Your DH would be in a 5 by 5 metre space with carers coming in occasionally. I imagine that the care home where he is at present would have people moving around all the time. If he needed anything someone would be on hand.
You say that "sadly he is aware of the world going on around him.....". Why do you say sadly?

As you have found out it is very difficult to care for someone to whom you are very close. You cannot walk away if he annoys you whereas carers can go home and get some relief from the daily stress. You have found a home that you are happy with and, as most of the others have said, you should leave him there.

You talk about your GCs visiting him. I don't think that's necessarily a good idea. Their memories of him from the past will be coloured by their memories of him as he deteriorates. I lost both my parents in their fifties when I was in my thirties. My father from cancer whose body was skin and bones when he died and my mother from Alzheimers, although she did not die for some years. My abiding memories from that period for many years was of them in their last few months. I am now 76 and I have to work had to picture them as they once were, before these dreadful illnesses struck them.
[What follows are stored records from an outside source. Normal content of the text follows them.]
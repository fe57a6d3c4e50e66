//! Synchronization pipeline.
//!
//! A cycle runs in two stages: pull the catalog and refresh artifacts, then
//! reconcile every bound channel against the resulting snapshot. The
//! snapshot is built once per cycle and read-only afterwards, so every part
//! of the pipeline sees the same catalog state.

pub mod engine;
pub mod reconciler;

pub use engine::{RefreshSummary, SyncEngine};
pub use reconciler::{ReconcileOutcome, Reconciler};

use std::collections::HashMap;

use crate::catalog::ContentItem;
use crate::content::ContentKind;

/// Catalog state for one pass: items and per-language page base URLs for
/// each kind.
#[derive(Debug, Default, Clone)]
pub struct CatalogSnapshot {
    items: HashMap<ContentKind, Vec<ContentItem>>,
    base_urls: HashMap<ContentKind, HashMap<String, String>>,
}

impl CatalogSnapshot {
    pub fn insert(
        &mut self,
        kind: ContentKind,
        items: Vec<ContentItem>,
        base_urls: HashMap<String, String>,
    ) {
        self.items.insert(kind, items);
        self.base_urls.insert(kind, base_urls);
    }

    pub fn items(&self, kind: ContentKind) -> &[ContentItem] {
        self.items.get(&kind).map(Vec::as_slice).unwrap_or_default()
    }

    pub fn base_url(&self, kind: ContentKind, language: &str) -> Option<&str> {
        self.base_urls
            .get(&kind)
            .and_then(|urls| urls.get(language))
            .map(String::as_str)
    }
}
Finally, I'm not sure why you think that your DH is so keen to move, given his mental state.

Callistemon21 Mon 21-Aug-23 22:47:59

He may need 24 hour care and, although your nephew and wife might think they could cope with extra carers going in, doubt this could happen realistically.
What would happen if they fell ill or the baby needed more attention? It could become very stressful.
Would paying carers to come in for several hours a day be cheaper than the present nursing home? Possibly not.

Sadly, he is aware of life going on around him and in the wider world outside the nursing home
Living in a converted garage with one family rather than the nursing home may not mean he would see any more of life especially if you and your DC were so far away.

Sadly, I don't think it is feasible.

Germanshepherdsmum Mon 21-Aug-23 22:50:22

A 5mx5m converted garage does not sound very pleasant to me.

Callistemon21 Mon 21-Aug-23 22:52:54

Germanshepherdsmum

A 5mx5m converted garage does not sound very pleasant to me.

Garages are usually single skin and the foundations not as deep as for a house.
It could be cold in winter without cavity walls.

CocoPops Mon 21-Aug-23 23:39:04

Your husband has specialised 24 hour professional care with R.N.s, a visiting GP and familiar, regular staff. "Ecellent care" as you say in your post.
His close family live nearby.
Personally I think moving your husband is a recipe for disaster.